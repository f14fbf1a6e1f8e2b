//! Configuration for the record flow engine
//!
//! This module handles engine-wide settings:
//! - Edge buffering (bounded capacity, largest accepted record)
//! - Striped pool sizing for parallel components
//! - Runtime behaviour (abort on error, default fault policy)
//!
//! Per-component settings live in [`settings`].
//!
//! # Files
//!
//! Engine configuration is read from JSON or TOML, chosen by file extension.
//! The default location is `<config dir>/recordflow/engine.toml`:
//! - **Linux**: `~/.config/recordflow/engine.toml`
//! - **macOS**: `~/Library/Application Support/recordflow/engine.toml`
//! - **Windows**: `%APPDATA%\recordflow\engine.toml`
//!
//! # Example
//!
//! ```toml
//! [edge]
//! capacity = 1024
//!
//! [pool]
//! stripes = 8
//! workers = 4
//!
//! [runtime]
//! fault_policy = "controlled"
//! ```

pub mod settings;

pub use settings::*;

use crate::error::{FlowError, Result};
use crate::io::policy::FaultPolicy;
use serde::{Deserialize, Serialize};
use std::path::{Path, PathBuf};

/// Application identifier for configuration directories
pub const APP_ID: &str = "recordflow";

/// Engine configuration filename
pub const ENGINE_CONFIG_FILE: &str = "engine.toml";

/// Default bounded capacity of an edge, in records
pub const DEFAULT_EDGE_CAPACITY: usize = 256;

/// Default largest serialized record an edge accepts (12 MiB)
pub const DEFAULT_RECORD_LIMIT: usize = 12 * 1024 * 1024;

/// Default number of stripes in a striped pool
pub const DEFAULT_STRIPES: usize = 4;

/// Default records per stripe
pub const DEFAULT_STRIPE_CAPACITY: usize = 4096;

/// Default worker threads fed by a striped pool
pub const DEFAULT_WORKERS: usize = 2;

/// Get the default engine configuration path
pub fn default_config_path() -> Option<PathBuf> {
    dirs_next::config_dir().map(|p| p.join(APP_ID).join(ENGINE_CONFIG_FILE))
}

/// Edge buffering
#[derive(Debug, Clone, Serialize, Deserialize)]
#[serde(default)]
pub struct EdgeConfig {
    /// Records buffered per edge before the writer blocks
    pub capacity: usize,
    /// Largest serialized record, in bytes
    pub record_limit: usize,
}

impl Default for EdgeConfig {
    fn default() -> Self {
        Self {
            capacity: DEFAULT_EDGE_CAPACITY,
            record_limit: DEFAULT_RECORD_LIMIT,
        }
    }
}

/// Striped pool sizing
#[derive(Debug, Clone, Serialize, Deserialize)]
#[serde(default)]
pub struct PoolConfig {
    pub stripes: usize,
    pub stripe_capacity: usize,
    pub workers: usize,
}

impl Default for PoolConfig {
    fn default() -> Self {
        Self {
            stripes: DEFAULT_STRIPES,
            stripe_capacity: DEFAULT_STRIPE_CAPACITY,
            workers: DEFAULT_WORKERS,
        }
    }
}

/// Runtime behaviour
#[derive(Debug, Clone, Serialize, Deserialize)]
#[serde(default)]
pub struct RuntimeConfig {
    /// Stop the whole graph when one component fails
    pub abort_on_error: bool,
    /// Fault policy for readers that do not set their own
    pub fault_policy: FaultPolicy,
    /// Prefix of component thread names
    pub thread_prefix: String,
}

impl Default for RuntimeConfig {
    fn default() -> Self {
        Self {
            abort_on_error: true,
            fault_policy: FaultPolicy::Strict,
            thread_prefix: "node".to_string(),
        }
    }
}

/// Engine-wide configuration
#[derive(Debug, Clone, Default, Serialize, Deserialize)]
#[serde(default)]
pub struct EngineConfig {
    pub edge: EdgeConfig,
    pub pool: PoolConfig,
    pub runtime: RuntimeConfig,
}

fn is_toml(path: &Path) -> bool {
    path.extension()
        .map(|ext| ext.eq_ignore_ascii_case("toml"))
        .unwrap_or(false)
}

impl EngineConfig {
    /// Load configuration from a `.toml` or `.json` file
    pub fn load(path: impl AsRef<Path>) -> Result<Self> {
        let path = path.as_ref();
        let content = std::fs::read_to_string(path).map_err(|e| {
            FlowError::Configuration(format!("Failed to read config file {:?}: {}", path, e))
        })?;

        let config: Self = if is_toml(path) {
            toml::from_str(&content).map_err(|e| {
                FlowError::Configuration(format!("Failed to parse config file {:?}: {}", path, e))
            })?
        } else {
            serde_json::from_str(&content).map_err(|e| {
                FlowError::Configuration(format!("Failed to parse config file {:?}: {}", path, e))
            })?
        };

        config.validate()?;
        Ok(config)
    }

    /// Load configuration, returning defaults on any error
    pub fn load_or_default(path: impl AsRef<Path>) -> Self {
        Self::load(path).unwrap_or_else(|e| {
            tracing::warn!("Failed to load engine config, using defaults: {}", e);
            Self::default()
        })
    }

    /// Save configuration as TOML or pretty JSON, chosen by extension
    pub fn save(&self, path: impl AsRef<Path>) -> Result<()> {
        let path = path.as_ref();

        if let Some(parent) = path.parent() {
            std::fs::create_dir_all(parent).map_err(|e| {
                FlowError::Configuration(format!("Failed to create config directory: {}", e))
            })?;
        }

        let content = if is_toml(path) {
            toml::to_string_pretty(self).map_err(|e| {
                FlowError::Configuration(format!("Failed to serialize config: {}", e))
            })?
        } else {
            serde_json::to_string_pretty(self).map_err(|e| {
                FlowError::Configuration(format!("Failed to serialize config: {}", e))
            })?
        };

        std::fs::write(path, content).map_err(|e| {
            FlowError::Configuration(format!("Failed to write config file {:?}: {}", path, e))
        })
    }

    /// Reject values the runtime cannot work with
    pub fn validate(&self) -> Result<()> {
        if self.edge.record_limit == 0 {
            return Err(FlowError::Configuration(
                "edge.record_limit must be positive".to_string(),
            ));
        }
        if self.pool.stripes == 0 || self.pool.stripe_capacity == 0 || self.pool.workers == 0 {
            return Err(FlowError::Configuration(
                "pool.stripes, pool.stripe_capacity and pool.workers must be positive".to_string(),
            ));
        }
        Ok(())
    }
}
========
* Brief *
When a line in the material includes the word "RuntimeConfig", copy it out.

* Answer to the problem *
pub struct RuntimeConfig {
impl Default for RuntimeConfig {
    pub runtime: RuntimeConfig,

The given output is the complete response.